I would like to compute the groupby variance of my polars dataframe. Maybe the reason is obvious but I don't know why it does not exists in the groupby object namespace. Is there a workaround maybe?
df.group_by("group_id", maintain_order=True).var()
You can always use pl.all
to obtain your desired statistics for groups.

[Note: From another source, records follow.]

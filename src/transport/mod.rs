//! Transport layer for terminal interaction

pub mod cli;
//! Agent Orchestration - registry, scoring, fallback and dispatch

pub mod agent_router;
pub mod fallback;
pub mod pipeline;
pub mod registry;
pub mod scorer;

pub use agent_router::{fallback_chain, DispatchRouter};
pub use fallback::{FallbackPolicy, NextHandler};
pub use pipeline::{
    AgentPipeline, PipelineRun, PipelineStatus, ReviewVerdict, RoutingDecision, Stage, StageRouter,
};
pub use registry::{HandlerRegistry, RegisteredHandler};
pub use scorer::ConfidenceScorer;
//! Built-in offline agents
//!
//! Deterministic handlers for every domain so the router, the pipeline and
//! the CLI run without a model-serving backend.

pub mod keyword;

pub use keyword::{IntentScoreFn, KeywordHandler};

use anyhow::Result;
use async_trait::async_trait;
use serde_json::json;
use std::sync::Arc;

use crate::config::PipelineConfig;
use crate::core::{
    AgentHandler, Domain, HandlerDescriptor, HandlerOutput, InvocationContract, RouterError, Task,
};
use crate::orchestration::{HandlerRegistry, StageRouter};

/// Fields every stage handler must produce
const STAGE_OUTPUT_FIELDS: [&str; 2] = ["stage", "summary"];

/// Pass-through handler for the planner, director and render stages
///
/// Reports no confidence, so results are judged by output completeness.
#[derive(Debug, Clone)]
pub struct StageHandler {
    domain: Domain,
}

impl StageHandler {
    pub fn new(domain: Domain) -> Self {
        Self { domain }
    }

    pub fn contract() -> InvocationContract {
        InvocationContract::requiring(STAGE_OUTPUT_FIELDS)
    }
}

#[async_trait]
impl AgentHandler for StageHandler {
    async fn invoke(&self, task: &Task) -> Result<HandlerOutput> {
        let prior = task
            .context
            .as_ref()
            .map(|c| c.prior_outputs.len())
            .unwrap_or(0);
        Ok(HandlerOutput::unscored(json!({
            "stage": self.domain,
            "summary": format!("{} pass over: {}", self.domain.label(), task.description),
            "prior_outputs": prior,
        })))
    }
}

/// Registry holding one built-in handler per domain plus a generalist fallback
/// for each execution domain
pub fn builtin_registry() -> Result<HandlerRegistry, RouterError> {
    let mut registry = HandlerRegistry::new();

    for domain in [Domain::Planner, Domain::Director] {
        registry.register(stage_descriptor(domain), Arc::new(StageHandler::new(domain)))?;
    }

    for domain in Domain::EXECUTION {
        if let Some(handler) = KeywordHandler::for_domain(domain) {
            let descriptor = HandlerDescriptor::new(domain.as_str(), [domain])
                .with_description(handler.reason());
            registry.register(descriptor, Arc::new(handler))?;
        }
    }

    registry.register(
        HandlerDescriptor::new("generalist", Domain::EXECUTION)
            .with_description("Matches keywords from every execution domain"),
        Arc::new(KeywordHandler::generalist()),
    )?;

    registry.register(
        stage_descriptor(Domain::Render),
        Arc::new(StageHandler::new(Domain::Render)),
    )?;

    Ok(registry)
}

/// Stage router consulting the keyword scorer of every execution domain
pub fn builtin_stage_router(config: &PipelineConfig) -> StageRouter {
    let mut router = StageRouter::new(config.intent_threshold, config.fallback_stage);
    for domain in Domain::EXECUTION {
        if let Some(handler) = KeywordHandler::for_domain(domain) {
            router.register_scorer(domain, handler.intent_fn());
        }
    }
    router
}

fn stage_descriptor(domain: Domain) -> HandlerDescriptor {
    HandlerDescriptor::new(domain.as_str(), [domain])
        .with_contract(StageHandler::contract())
        .with_description(format!("{} stage", domain.label()))
}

For example:
import polars as pl
import numpy as np
nbr_rows_per_group = 1_000
nbr_groups = 3
rng = np.random.default_rng(1)
df = pl.DataFrame(
{
"group" : list(range(0, nbr_groups)) * nbr_rows_per_group,
"col1": rng.normal(0, 1, nbr_groups * nbr_rows_per_group),
"col2": rng.normal(0, 1, nbr_groups * nbr_rows_per_group),
}
)
(
df
.group_by('group')
.agg(
pl.all().var().name.suffix('_var'),
pl.all().mean().name.suffix('_mean'),
pl.all().skew().name.suffix('_skew'),
)
)
shape: (3, 7)
┌───────┬──────────┬──────────┬───────────┬───────────┬───────────┬───────────┐
│ group ┆ col1_var ┆ col2_var ┆ col1_mean ┆ col2_mean ┆ col1_skew ┆ col2_skew │
│ --- ┆ --- ┆ --- ┆ --- ┆ --- ┆ --- ┆ --- │
│ i64 ┆ f64 ┆ f64 ┆ f64 ┆ f64 ┆ f64 ┆ f64 │
╞═══════╪══════════╪══════════╪═══════════╪═══════════╪═══════════╪═══════════╡
│ 0 ┆ 0.999802 ┆ 0.99401 ┆ 0.017574 ┆ 0.021156 ┆ -0.042408 ┆ 0.0102 │
│ 2 ┆ 1.031637 ┆ 1.029593 ┆ -0.053874 ┆ -0.037097 ┆ 0.004183 ┆ 0.080086 │
│ 1 ┆ 0.941347 ┆ 1.006852 ┆ 0.029232 ┆ -0.023855 ┆ 0.049269 ┆ 0.074515 │
└───────┴──────────┴──────────┴───────────┴───────────┴───────────┴───────────┘